The red flags that will scare most owners away are all tied to the park factors. So far in 2019, Godley has allowed 12 homers in 76 innings, which puts him near the top of the league. And yet, the issue for Godley has not been homers, but instead, runners on base. With a walk rate that is three points higher than his 2017 breakout year, Godley is allowing more runners to score via the long ball. When looking to walk numbers, Chase Field has a .980 factor, and Rogers Center has a .943 mark. While Godley will still give up homers, as will every starter, the key will be minimizing damage. If that is the case, Godley is a definite add, with a chance to return to form in a better environment for his skills.


RP - Joe Biagini (RP, HOU)

3% owned, FAAB $12 

While not the most significant addition in the deal between Houston and Toronto last week, Biagini will only see his fantasy value climb after this move. For one, the team offers him a real chance to earn some wins in late-inning roles, and also, will have a better context around him to support underlying value. To begin his career in Houston, Biagini has been used in a middle-relief role, but also seem to be the first arm that will turn to in crucial innings. In this role, spelling starters earlier in games, and even with longer outings later in the game, Biagini is primed for wins and holds galore.

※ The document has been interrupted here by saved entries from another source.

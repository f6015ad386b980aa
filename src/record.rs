//! Line format of the pairing store and the in-memory pairing index.
//!
//! A store is a sequence of lines `participant_a,participant_b`. The second
//! field is empty for the single pending slot, which is written without a line
//! terminator so that completing it is a plain append of `participant_b\n`.

use crate::error::{Result, StoreError};
use std::collections::HashMap;

/// Field delimiter of a store line.
pub const DELIMITER: char = ',';

#[derive(Debug, Clone, PartialEq, Eq)]
/// One pairing record. `participant_b` is empty while the slot is pending.
pub struct Record {
    /// Participant that opened the slot.
    pub participant_a: String,
    /// Participant that completed the slot, or empty when pending.
    pub participant_b: String,
}

impl Record {
    /// A pending slot opened by `participant`.
    #[must_use]
    pub fn pending(participant: impl Into<String>) -> Self {
        Self {
            participant_a: participant.into(),
            participant_b: String::new(),
        }
    }

    /// A complete pairing.
    #[must_use]
    pub fn paired(a: impl Into<String>, b: impl Into<String>) -> Self {
        Self {
            participant_a: a.into(),
            participant_b: b.into(),
        }
    }

    /// Whether the slot still awaits a second participant.
    #[must_use]
    pub fn is_pending(&self) -> bool {
        self.participant_b.is_empty()
    }
}

/// How the raw store content ends.
#[derive(Debug, Clone, Copy, PartialEq, Eq)]
pub(crate) enum Tail {
    /// Empty, or the last line has a terminator of this many bytes.
    Terminated(usize),
    /// The last line is a pending slot without a terminator.
    OpenPending,
}

#[derive(Debug)]
pub(crate) struct ParsedStore {
    pub(crate) records: Vec<Record>,
    pub(crate) tail: Tail,
}

/// Parse the full content of a store file.
///
/// # Errors
/// Returns [`StoreError::Parse`] on the first malformed line.
pub fn parse_records(raw: &str) -> Result<Vec<Record>> {
    parse_store(raw).map(|parsed| parsed.records)
}

pub(crate) fn parse_store(raw: &str) -> Result<ParsedStore> {
    let mut records = Vec::new();
    let mut tail = Tail::Terminated(0);

    for (idx, segment) in raw.split_inclusive('\n').enumerate() {
        let line_no = idx + 1;
        let (line, terminator) = split_terminator(segment);
        let record = parse_line(line, line_no)?;

        if terminator == 0 {
            if !record.is_pending() {
                return Err(StoreError::Parse {
                    line: line_no,
                    reason: "unterminated record (torn write)".to_string(),
                });
            }
            tail = Tail::OpenPending;
        } else {
            tail = Tail::Terminated(terminator);
        }
        records.push(record);
    }

    Ok(ParsedStore { records, tail })
}

fn split_terminator(segment: &str) -> (&str, usize) {
    if let Some(line) = segment.strip_suffix("\r\n") {
        (line, 2)
    } else if let Some(line) = segment.strip_suffix('\n') {
        (line, 1)
    } else {
        (segment, 0)
    }
}

fn parse_line(line: &str, line_no: usize) -> Result<Record> {
    let malformed = |reason: String| StoreError::Parse {
        line: line_no,
        reason,
    };

    if line.is_empty() {
        return Err(malformed("blank line".to_string()));
    }
    let fields = line.split(DELIMITER).count();
    let Some((a, b)) = line.split_once(DELIMITER) else {
        return Err(malformed(format!("expected 2 fields, found {fields}")));
    };
    if fields != 2 {
        return Err(malformed(format!("expected 2 fields, found {fields}")));
    }
    if a.is_empty() {
        return Err(malformed("first field is empty".to_string()));
    }
    Ok(Record::paired(a, b))
}

/// What the index knows about a participant.
#[derive(Debug, Clone, Copy, PartialEq, Eq)]
pub enum Lookup<'a> {
    /// Paired with this partner.
    Partner(&'a str),
    /// Holds a pending slot.
    Pending,
    /// Not in the store.
    Unknown,
}

/// Bidirectional participant → partner map built from a store snapshot.
#[derive(Debug, Default)]
pub struct PairingIndex {
    partners: HashMap<String, String>,
    pending: Vec<String>,
}

impl PairingIndex {
    /// Build the index, checking that no participant occurs twice and nobody is
    /// paired with themself.
    ///
    /// # Errors
    /// Returns [`StoreError::InvariantViolation`] if the records overlap.
    pub fn build(records: &[Record]) -> Result<Self> {
        let mut index = Self::default();
        for record in records {
            index.claim(&record.participant_a)?;
            if record.is_pending() {
                index.pending.push(record.participant_a.clone());
                continue;
            }
            if record.participant_a == record.participant_b {
                return Err(StoreError::InvariantViolation(format!(
                    "{} is paired with themself",
                    record.participant_a
                )));
            }
            index.claim(&record.participant_b)?;
            index.partners.insert(
                record.participant_a.clone(),
                record.participant_b.clone(),
            );
            index.partners.insert(
                record.participant_b.clone(),
                record.participant_a.clone(),
            );
        }
        Ok(index)
    }

    fn claim(&self, participant: &str) -> Result<()> {
        if self.partners.contains_key(participant) || self.pending.iter().any(|p| p == participant)
        {
            return Err(StoreError::InvariantViolation(format!(
                "{participant} appears in more than one record"
            )));
        }
        Ok(())
    }

    /// Look up a participant.
    #[must_use]
    pub fn lookup(&self, participant: &str) -> Lookup<'_> {
        if let Some(partner) = self.partners.get(participant) {
            Lookup::Partner(partner)
        } else if self.pending.iter().any(|p| p == participant) {
            Lookup::Pending
        } else {
            Lookup::Unknown
        }
    }

    /// Participants currently holding a pending slot, oldest first.
    #[must_use]
    pub fn pending(&self) -> &[String] {
        &self.pending
    }

    /// Number of complete pairs.
    #[must_use]
    pub fn pair_count(&self) -> usize {
        self.partners.len() / 2
    }
}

To date, in 52 games and 53 innings, Biagini has an ERA of 3.74. While he has already walked as many batters as he did all of last year, Biagini has also seen his WHIP drop from 1.43 to 1.38. While not a steep decline, this does show that there have been fewer hits for Biagini to deal with this year. No path to saves from the start but holds and ratios are the key plays with Biagini. With more than a strikeout per innings, the counting lines will also be there, and make Biagini the best option on the wire.